As reported in this issue by Bundru et al. [18], the regeneration of the exhausted zeolite as well as the recovery of ammonia are feasible processes. Spent exchangers such as NH₄-exchanged synthetic zeolites can be transformed into mullite and amorphous silica by thermal treatments [19,20,21]. With this perspective, a material containing NH₄-clinoptilolite, derived from a wastewater treatment, has be evaluated as a potential raw material for the ceramic industry. The results of this research are interesting, because they indicate that NH₄-clinoptilolite represents a raw material of interest in the ceramic field, in particular in the production of acid refractory.

The reuse (addition) of the spent zeolitic sorbents containing petroleum waste to produce lightweight aggregates (LWAs) is also discussed by Franus et al. [22]. It is well known that the mineral composition and organic amendments to the substrate can control the physical properties of LWAs. Therefore, Franus et al. [22] hypothesize here that the addition of waste zeolites can modify the structure of the standard clay-based LWAs towards higher porosity, which differs depending on the zeolite used.

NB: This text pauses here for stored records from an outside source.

mod busy;
mod get_availability;
mod slot_check;

use actix_web::web;
pub(crate) use busy::fetch_busy_snapshot;
use get_availability::get_availability_controller;
#[cfg(test)]
pub(crate) use get_availability::GetAvailabilityUseCase;
pub(crate) use slot_check::is_slot_bookable;

pub fn configure_routes(cfg: &mut web::ServiceConfig) {
    cfg.route("/availability", web::get().to(get_availability_controller));
}
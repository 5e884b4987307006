mod inmemory;
mod postgres;

pub use inmemory::InMemoryEventTypeRepo;
pub use postgres::PostgresEventTypeRepo;
use slotbook_domain::{EventType, ID};

#[async_trait::async_trait]
pub trait IEventTypeRepo: Send + Sync {
    async fn insert(&self, event_type: &EventType) -> anyhow::Result<()>;
    async fn save(&self, event_type: &EventType) -> anyhow::Result<()>;
    async fn find(&self, event_type_id: &ID) -> anyhow::Result<Option<EventType>>;
    async fn find_by_host(&self, host_id: &ID) -> anyhow::Result<Vec<EventType>>;
    async fn find_by_host_and_slug(
        &self,
        host_id: &ID,
        slug: &str,
    ) -> anyhow::Result<Option<EventType>>;
}

#[cfg(test)]
mod tests {
    use chrono::{NaiveTime, Weekday};
    use slotbook_domain::{LocationKind, WorkingHours};

    use super::*;

    fn event_type(host_id: &ID, slug: &str) -> EventType {
        EventType {
            id: Default::default(),
            host_id: host_id.clone(),
            slug: slug.into(),
            name: slug.into(),
            description: None,
            duration_minutes: 30,
            buffer_before_minutes: 0,
            buffer_after_minutes: 0,
            minimum_notice_minutes: 0,
            scheduling_window_days: 14,
            slot_interval_minutes: 15,
            working_hours: vec![WorkingHours {
                day: Weekday::Mon,
                start: NaiveTime::from_hms_opt(9, 0, 0).unwrap(),
                end: NaiveTime::from_hms_opt(17, 0, 0).unwrap(),
            }],
            participating_calendars: Vec::new(),
            destination_calendar: None,
            location_kind: LocationKind::Video,
            include_tentative_busy: false,
            requires_confirmation: false,
            custom_questions: Vec::new(),
            active: true,
        }
    }

    #[tokio::test]
    async fn finds_by_host_and_slug() {
        let repo = InMemoryEventTypeRepo::new();
        let host_id = ID::default();
        let et = event_type(&host_id, "intro-call");
        repo.insert(&et).await.unwrap();
        repo.insert(&event_type(&host_id, "deep-dive")).await.unwrap();

        let found = repo
            .find_by_host_and_slug(&host_id, "intro-call")
            .await
            .unwrap()
            .unwrap();
        assert_eq!(found.id, et.id);
        assert!(
            repo.find_by_host_and_slug(&ID::default(), "intro-call")
                .await
                .unwrap()
                .is_none()
        );
        assert_eq!(repo.find_by_host(&host_id).await.unwrap().len(), 2);
    }

    #[tokio::test]
    async fn save_deactivates() {
        let repo = InMemoryEventTypeRepo::new();
        let mut et = event_type(&ID::default(), "intro-call");
        repo.insert(&et).await.unwrap();

        et.active = false;
        repo.save(&et).await.unwrap();
        assert!(!repo.find(&et.id).await.unwrap().unwrap().active);
    }
}
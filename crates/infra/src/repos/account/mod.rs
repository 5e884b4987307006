mod inmemory;
mod postgres;

pub use inmemory::InMemoryAccountRepo;
pub use postgres::PostgresAccountRepo;
use slotbook_domain::{ConnectedAccount, ID};

#[async_trait::async_trait]
pub trait IAccountRepo: Send + Sync {
    async fn insert(&self, account: &ConnectedAccount) -> anyhow::Result<()>;
    async fn save(&self, account: &ConnectedAccount) -> anyhow::Result<()>;
    async fn find(&self, account_id: &ID) -> anyhow::Result<Option<ConnectedAccount>>;
    async fn find_by_host(&self, host_id: &ID) -> anyhow::Result<Vec<ConnectedAccount>>;
    async fn find_by_host_and_identity(
        &self,
        host_id: &ID,
        external_identity: &str,
    ) -> anyhow::Result<Option<ConnectedAccount>>;
}

#[cfg(test)]
mod tests {
    use chrono::DateTime;
    use slotbook_domain::REQUIRED_OAUTH_SCOPES;

    use super::*;

    fn account(host_id: &ID, identity: &str) -> ConnectedAccount {
        ConnectedAccount {
            id: Default::default(),
            host_id: host_id.clone(),
            external_identity: identity.into(),
            sealed_access_token: "sealed-access".into(),
            sealed_refresh_token: "sealed-refresh".into(),
            access_token_expires_at: DateTime::from_timestamp_millis(0).unwrap(),
            scopes: REQUIRED_OAUTH_SCOPES.iter().map(|s| s.to_string()).collect(),
            valid: true,
            failed_busy_fetches: 0,
            last_synced_at: None,
        }
    }

    #[tokio::test]
    async fn finds_accounts_by_host_and_identity() {
        let repo = InMemoryAccountRepo::new();
        let host_id = ID::default();
        let a1 = account(&host_id, "work@example.com");
        let a2 = account(&host_id, "personal@example.com");
        let other = account(&ID::default(), "work@example.com");

        repo.insert(&a1).await.unwrap();
        repo.insert(&a2).await.unwrap();
        repo.insert(&other).await.unwrap();

        assert_eq!(repo.find_by_host(&host_id).await.unwrap().len(), 2);
        let found = repo
            .find_by_host_and_identity(&host_id, "work@example.com")
            .await
            .unwrap()
            .unwrap();
        assert_eq!(found.id, a1.id);
    }

    #[tokio::test]
    async fn save_updates_validity() {
        let repo = InMemoryAccountRepo::new();
        let mut acc = account(&ID::default(), "work@example.com");
        repo.insert(&acc).await.unwrap();

        acc.valid = false;
        acc.failed_busy_fetches = 3;
        repo.save(&acc).await.unwrap();

        let found = repo.find(&acc.id).await.unwrap().unwrap();
        assert!(!found.valid);
        assert_eq!(found.failed_busy_fetches, 3);
    }
}
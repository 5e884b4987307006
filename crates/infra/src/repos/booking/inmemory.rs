use std::{collections::HashMap, sync::Mutex};

use chrono::{DateTime, Utc};
use slotbook_domain::{Booking, ID};

use super::{BookingWriteError, IBookingRepo};

/// Booking ledger in process memory.
///
/// One mutex over the whole map plays the role of the database transaction:
/// the check of the uniqueness gates and the write happen atomically.
#[derive(Default)]
pub struct InMemoryBookingRepo {
    bookings: Mutex<HashMap<ID, Booking>>,
}

impl InMemoryBookingRepo {
    pub fn new() -> Self {
        Self::default()
    }

    fn with_lock<T>(&self, f: impl FnOnce(&mut HashMap<ID, Booking>) -> T) -> T {
        let mut guard = match self.bookings.lock() {
            Ok(guard) => guard,
            Err(poisoned) => poisoned.into_inner(),
        };
        f(&mut guard)
    }

    /// Same invariants as the partial unique indexes in the Postgres schema
    fn check_gates(
        bookings: &HashMap<ID, Booking>,
        candidate: &Booking,
    ) -> Result<(), BookingWriteError> {
        let slot_taken = bookings.values().any(|b| {
            b.id != candidate.id
                && b.host_id == candidate.host_id
                && b.start_time == candidate.start_time
                && b.end_time == candidate.end_time
                && !matches!(b.status, slotbook_domain::BookingStatus::Cancelled)
        });
        if slot_taken && !matches!(candidate.status, slotbook_domain::BookingStatus::Cancelled) {
            return Err(BookingWriteError::SlotTaken);
        }

        if let Some(key) = &candidate.idempotency_key {
            let duplicate = bookings
                .values()
                .any(|b| b.id != candidate.id && b.idempotency_key.as_ref() == Some(key));
            if duplicate {
                return Err(BookingWriteError::DuplicateIdempotencyKey);
            }
        }

        Ok(())
    }
}

#[async_trait::async_trait]
impl IBookingRepo for InMemoryBookingRepo {
    async fn insert(&self, booking: &Booking) -> Result<(), BookingWriteError> {
        self.with_lock(|bookings| {
            Self::check_gates(bookings, booking)?;
            bookings.insert(booking.id.clone(), booking.clone());
            Ok(())
        })
    }

    async fn save(&self, booking: &Booking) -> Result<(), BookingWriteError> {
        self.with_lock(|bookings| {
            Self::check_gates(bookings, booking)?;
            bookings.insert(booking.id.clone(), booking.clone());
            Ok(())
        })
    }

    async fn find(&self, booking_id: &ID) -> anyhow::Result<Option<Booking>> {
        Ok(self.with_lock(|bookings| bookings.get(booking_id).cloned()))
    }

    async fn find_by_uid(&self, uid: &str) -> anyhow::Result<Option<Booking>> {
        Ok(self.with_lock(|bookings| bookings.values().find(|b| b.uid == uid).cloned()))
    }

    async fn find_by_idempotency_key(&self, key: &str) -> anyhow::Result<Option<Booking>> {
        Ok(self.with_lock(|bookings| {
            bookings
                .values()
                .find(|b| b.idempotency_key.as_deref() == Some(key))
                .cloned()
        }))
    }

    async fn find_blocking_in_timespan(
        &self,
        host_id: &ID,
        start: DateTime<Utc>,
        end: DateTime<Utc>,
    ) -> anyhow::Result<Vec<Booking>> {
        Ok(self.with_lock(|bookings| {
            let mut blocking: Vec<Booking> = bookings
                .values()
                .filter(|b| {
                    &b.host_id == host_id
                        && b.is_blocking()
                        && b.start_time < end
                        && b.end_time > start
                })
                .cloned()
                .collect();
            blocking.sort_by_key(|b| b.start_time);
            blocking
        }))
    }
}
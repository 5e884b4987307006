use actix_web::{HttpRequest, HttpResponse, web};
use slotbook_api_structs::delete_event_type::{APIResponse, PathParams};
use slotbook_domain::{EventType, ID};
use slotbook_infra::SlotbookContext;

use crate::{
    error::SlotbookError,
    shared::{
        auth::protect_host_route,
        usecase::{UseCase, execute},
    },
};

pub async fn delete_event_type_controller(
    http_req: HttpRequest,
    path_params: web::Path<PathParams>,
    ctx: web::Data<SlotbookContext>,
) -> Result<HttpResponse, SlotbookError> {
    let host = protect_host_route(&http_req, &ctx).await?;

    let usecase = DeleteEventTypeUseCase {
        host_id: host.id,
        event_type_id: path_params.into_inner().event_type_id,
    };

    execute(usecase, &ctx)
        .await
        .map(|event_type| HttpResponse::Ok().json(APIResponse::new(event_type)))
        .map_err(SlotbookError::from)
}

/// Deactivation instead of deletion: existing bookings keep their event
/// type, new bookings are refused.
#[derive(Debug)]
pub(crate) struct DeleteEventTypeUseCase {
    pub host_id: ID,
    pub event_type_id: ID,
}

#[derive(Debug)]
pub(crate) enum UseCaseError {
    EventTypeNotFound(ID),
    StorageError,
    InternalError,
}

impl From<UseCaseError> for SlotbookError {
    fn from(e: UseCaseError) -> Self {
        match e {
            UseCaseError::EventTypeNotFound(id) => {
                Self::NotFound(format!("Event type {} was not found", id))
            }
            UseCaseError::StorageError | UseCaseError::InternalError => Self::InternalError,
        }
    }
}

#[async_trait::async_trait]
impl UseCase for DeleteEventTypeUseCase {
    type Response = EventType;

    type Error = UseCaseError;

    const NAME: &'static str = "DeleteEventType";

    async fn execute(&mut self, ctx: &SlotbookContext) -> Result<Self::Response, Self::Error> {
        let mut event_type = ctx
            .repos
            .event_types
            .find(&self.event_type_id)
            .await
            .map_err(|_| UseCaseError::InternalError)?
            .filter(|et| et.host_id == self.host_id)
            .ok_or_else(|| UseCaseError::EventTypeNotFound(self.event_type_id.clone()))?;

        event_type.active = false;
        ctx.repos
            .event_types
            .save(&event_type)
            .await
            .map(|_| event_type)
            .map_err(|_| UseCaseError::StorageError)
    }
}

#[cfg(test)]
mod test {
    use super::*;
    use crate::shared::fixtures;

    #[tokio::test]
    async fn soft_deactivates_the_event_type() {
        let setup = fixtures::setup(chrono_tz::UTC).await;

        let mut usecase = DeleteEventTypeUseCase {
            host_id: setup.host.id.clone(),
            event_type_id: setup.event_type.id.clone(),
        };
        let deleted = usecase.execute(&setup.ctx).await.unwrap();
        assert!(!deleted.active);

        // the row is still there, only inactive
        let stored = setup
            .ctx
            .repos
            .event_types
            .find(&setup.event_type.id)
            .await
            .unwrap()
            .unwrap();
        assert!(!stored.active);
    }
}
use std::sync::Mutex;

use chrono::{DateTime, Utc};

// Mocking out time so that it is possible to run tests that depend on time.
pub trait ISys: Send + Sync {
    /// The current timestamp in millis
    fn get_timestamp_millis(&self) -> i64;
    fn get_timestamp(&self) -> DateTime<Utc>;
}

/// System that gets the real time and is used when not testing
pub struct RealSys {}
impl ISys for RealSys {
    fn get_timestamp_millis(&self) -> i64 {
        Utc::now().timestamp_millis()
    }

    fn get_timestamp(&self) -> DateTime<Utc> {
        Utc::now()
    }
}

/// System pinned to a fixed instant, advanced explicitly by tests
pub struct FakeSys {
    now: Mutex<DateTime<Utc>>,
}

impl FakeSys {
    pub fn new(now: DateTime<Utc>) -> Self {
        Self {
            now: Mutex::new(now),
        }
    }

    pub fn set(&self, now: DateTime<Utc>) {
        if let Ok(mut guard) = self.now.lock() {
            *guard = now;
        }
    }
}

impl ISys for FakeSys {
    fn get_timestamp_millis(&self) -> i64 {
        self.get_timestamp().timestamp_millis()
    }

    fn get_timestamp(&self) -> DateTime<Utc> {
        self.now.lock().map(|now| *now).unwrap_or_else(|_| Utc::now())
    }
}
use rand::Rng;

pub mod config;

const CHARSET: &[u8] = b"ABCDEFGHIJKLMNOPQRSTUVWXYZ\
                            abcdefghijklmnopqrstuvwxyz\
                            0123456789";

/// Create a random secret with the given length
pub fn create_random_secret(secret_len: usize) -> String {
    let mut rng = rand::thread_rng();

    (0..secret_len)
        .map(|_| {
            let idx = rng.gen_range(0..CHARSET.len());
            CHARSET[idx] as char
        })
        .collect()
}

/// Create a short public identifier for a booking.
///
/// Lowercase alphanumeric so it is safe to put in URLs and iCalendar UIDs.
pub fn create_booking_uid() -> String {
    create_random_secret(22).to_lowercase()
}

#[cfg(test)]
mod tests {
    use super::*;

    #[test]
    fn it_creates_random_secret() {
        let len = 30;
        let sec1 = create_random_secret(len);
        let sec2 = create_random_secret(len);
        assert_eq!(sec1.len(), 30);
        assert_eq!(sec2.len(), 30);
        assert_ne!(sec2, sec1);

        let len = 47;
        assert_eq!(len, create_random_secret(len).len())
    }

    #[test]
    fn it_creates_url_safe_booking_uids() {
        let uid = create_booking_uid();
        assert_eq!(uid.len(), 22);
        assert!(uid.chars().all(|c| c.is_ascii_alphanumeric()));
        assert_eq!(uid, uid.to_lowercase());
    }
}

As reported by Arletti et al. [23], recent studies on the behavior of both natural and synthetic microporous materials under high pressure (HP) provide important information on their elastic behavior and stability, thus opening new perspectives for technological applications. This paper presents a study, performed by in situ synchrotron X-ray powder diffraction (XRPD), of the HP stability and behavior of the natural zeolite amicite. The investigation aimed in particular to understand the relationships between compressibility and framework/extraframework content as well as the influence of different penetrating or non-penetrating fluids on the compressibility and HP deformation mechanisms of this zeolite.

In the present volume, Krupskaya et al. [24] discuss the mechanism of montmorillonite structural alteration and the modification of bentonites’ properties under thermochemical treatment (treatment with inorganic acid solutions at different temperatures, concentrations, and reaction times). The mechanism of montmorillonite transformation under acid solution treatment as well as its influence on bentonite properties are evaluated. The modification of structural and adsorption characteristics with acid treatment can be useful to simulate behavior of the engineered barrier properties for repositories of radioactive and industrial wastes, especially in the case of dealing with liquid radioactive wastes.

The aim of the Steudel et al. [25] study is the characterization of a clay from the Madrid basin, which shows exceptional suitability as adsorbent material in biotechnology processes [26], as adsorbent for mycotoxins [27] as well as in pesticide removal from water [28] for this clay. This last can be also used to bind contaminants from the manufacture of paper [29]. The authors reported that this clay is highly suitable for mining without chemical pretreatment, which reduces environmental burden [29].

Finally, the Due et al. study [30] is focused on volumetric swelling strain and strength reduction of pillars when CO₂ is stored in abandoned coal mines. The volumetric swelling strain is theoretically derived as a function of time by adsorption pressure increasing step by step under unconfined conditions. In connection with the conditions of coal pillars in abandoned coal mines, and a uniaxial loading model is proposed by simplifying the actual condition.

In conclusion, it is my hope that this special issue will serve as a valuable and substantive resource for anyone interested in studies of porous materials, as well as satisfy the curiosity of readers and encourage others to pursue further their interest in relationships between the structure and/or chemical composition and the specific physical properties of these materials, as well as their role in mineralogical, technological, green, and sustainable processes.